> _Task_
Look below for the line containing "a root scope"; from there through the line containing "#![allow(clippy::module_name_repetitions)]", both lines included, please set down each line exactly and nothing else.
>>>
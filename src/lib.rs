//! ioscope: per-thread completion ports with scoped deadlines.
//!
//! # Overview
//!
//! A [`CompletionPort`] is a single-consumer event port bound to the thread
//! that built it. Work is submitted as operation records inside nested
//! scopes; a reactor performs the I/O and reports results through a
//! [`CompletionSender`], which any thread may hold. The port drains finished
//! records in bounded batches.
//!
//! # Core Guarantees
//!
//! - **Deadlines only tighten**: a scope's effective deadline is the earlier of
//!   its own and its parent's
//! - **Cancellation propagates down**: cancelling a scope cancels every scope
//!   nested inside it along with their in-flight records
//! - **One outcome per record**: completion and cancellation race on an atomic
//!   state word; exactly one wins and the record is delivered once
//! - **Lock-free producers**: completions are spliced into an intrusive MPSC
//!   queue with a single CAS, in batches if desired
//! - **Deterministic testing**: a virtual clock and a scripted reactor make
//!   deadline behavior reproducible
//!
//! # Module Structure
//!
//! - [`port`]: the completion port, its builder, scopes, and producer handle
//! - [`op`]: opcodes, flags, and delivered completions
//! - [`reactor`]: the I/O boundary, with a no-op and a lab implementation
//! - [`task`]: tasks that own a root scope
//! - [`time`]: clocks and the timer heap
//! - [`types`]: identifiers, deadlines, statuses, cancel reasons
//! - [`config`]: layered port configuration
//! - [`error`]: error types
//!
//! # Example
//!
//! ```
//! use ioscope::{CompletionPort, OpCode, OpFlags};
//! use std::time::Duration;
//!
//! let mut port = CompletionPort::new().unwrap();
//! let scope = port.push_scope(false, Some(Duration::from_millis(5))).unwrap();
//! port.submit(OpCode::Recv, OpFlags::NONE, 1).unwrap();
//!
//! // Nothing completes the receive, so the deadline cancels it.
//! let done = port.drain(None);
//! assert!(done[0].status.is_timed_out());
//! port.pop_scope(scope).unwrap();
//! ```

#![forbid(unsafe_code)]
#![warn(missing_docs)]
#![warn(clippy::pedantic)]
#![warn(clippy::nursery)]
#![allow(clippy::missing_panics_doc)]
#![allow(clippy::missing_errors_doc)]
#![allow(clippy::missing_const_for_fn)]
#![allow(clippy::module_name_repetitions)]
#![allow(clippy::doc_markdown)]
#![allow(clippy::cast_possible_truncation)]

pub mod config;
pub mod error;
pub mod op;
pub mod port;
pub mod reactor;
pub mod task;
pub mod time;
pub mod tracing_compat;
pub mod types;
pub mod util;

#[cfg(test)]
pub(crate) mod test_utils;

pub use config::{ConfigError, PortConfig};
pub use error::{Error, ErrorKind, Recoverability, Result};
pub use op::{Completion, Delivery, OpCode, OpFlags};
pub use port::{CompletionPort, CompletionSender, PortBuilder, PortStats, ScopeFlags};
pub use reactor::{ArmedOp, LabReactor, NoopReactor, Reactor};
pub use task::Task;
pub use time::{TimeSource, VirtualClock, WallClock};
pub use types::{
    CancelKind, CancelReason, Deadline, OpId, PortId, ScopeId, Status, TaskId, Time,
};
<<<
> _Response box_
//! - [`task`]: tasks that own a root scope
//! - [`time`]: clocks and the timer heap
//! - [`types`]: identifiers, deadlines, statuses, cancel reasons
//! - [`config`]: layered port configuration
//! - [`error`]: error types
//!
//! # Example
//!
//! ```
//! use ioscope::{CompletionPort, OpCode, OpFlags};
//! use std::time::Duration;
//!
//! let mut port = CompletionPort::new().unwrap();
//! let scope = port.push_scope(false, Some(Duration::from_millis(5))).unwrap();
//! port.submit(OpCode::Recv, OpFlags::NONE, 1).unwrap();
//!
//! // Nothing completes the receive, so the deadline cancels it.
//! let done = port.drain(None);
//! assert!(done[0].status.is_timed_out());
//! port.pop_scope(scope).unwrap();
//! ```

#![forbid(unsafe_code)]
#![warn(missing_docs)]
#![warn(clippy::pedantic)]
#![warn(clippy::nursery)]
#![allow(clippy::missing_panics_doc)]
#![allow(clippy::missing_errors_doc)]
#![allow(clippy::missing_const_for_fn)]
#![allow(clippy::module_name_repetitions)]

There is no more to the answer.